Embedded  in your heart is a record of emotional events for people, places, things and this can trigger your heart to react and feel the emotions before you are able to intellectualize where they stem from. 

When I see the face of someone I love or used to love, it triggers a response in my heart. Immediately feelings emerge — it’s an involuntary response. My heart sometimes skips a beat or I take an extra breath.  So, although, I’ve tried to forget,  the brain in my heart won’t let me forget. 

Getting through it 

There is a science to document this phenomenon, as is published. “The heart remembers what the mind forgets.”   There is also a science that can help to deal with this phenomenon. It is called cognitive-behavioral therapy;  with CBT you can learn to channel insight coupled with self-talk to accept that the memory in one’s heart has a life of its own. Knowing that it’s a fleeting feeling which – unless entertained –  will pass,  you can learn to tolerate them. Even when the feelings bring negative emotions, they will pass, if you allow them to.  Otherwise, if you can enjoy the trip down memory lane, then do.

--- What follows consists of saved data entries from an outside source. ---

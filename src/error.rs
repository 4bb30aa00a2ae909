use thiserror::Error;

/// Failure to obtain a payload from the metrics endpoint.
#[derive(Debug, Error)]
pub enum FetchError {
    /// Connection refused, timeout, TLS failure, etc.
    #[error("HTTP transport error: {0}")]
    Transport(#[from] reqwest::Error),

    #[error("unexpected HTTP status {status} from {url}")]
    Status { status: u16, url: String },

    /// Body was not a valid payload.
    #[error("failed to decode payload: {0}")]
    Decode(#[from] serde_json::Error),
}

/// Failure while drawing into a surface.
#[derive(Debug, Error)]
pub enum RenderError {
    #[error("surface unavailable: {0}")]
    SurfaceUnavailable(String),

    #[error("invalid surface size {width}x{height}")]
    InvalidSize { width: f64, height: f64 },
}

#[derive(Debug, Error, PartialEq)]
pub enum ConfigError {
    #[error("refresh interval must be positive")]
    ZeroRefresh,

    #[error("sparkline capacity must be at least 2, got {0}")]
    CapacityTooSmall(usize),

    #[error("warn threshold {warn} must not exceed crit threshold {crit}")]
    ThresholdOrder { warn: f64, crit: f64 },

    #[error("invalid endpoint URL {0:?}")]
    Endpoint(String),
}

I’ve gotten through some of these experiences where my heart remembers and so these events have become less toxic and more tolerable over time. I have learned that the memories in my heart have a purpose. I’ve learned that I can briefly visit the painful things my heart remembers or my spontaneous negative memories and not get stuck there.

References. 

Ballet A, Mulleman R, Vandermotte M. Acta Clin Belg. 2021 Aug;76(4):310-313. doi: 10.1080/17843286.2020.1724449. Epub 2020 Jan 30. PMID: 31996105.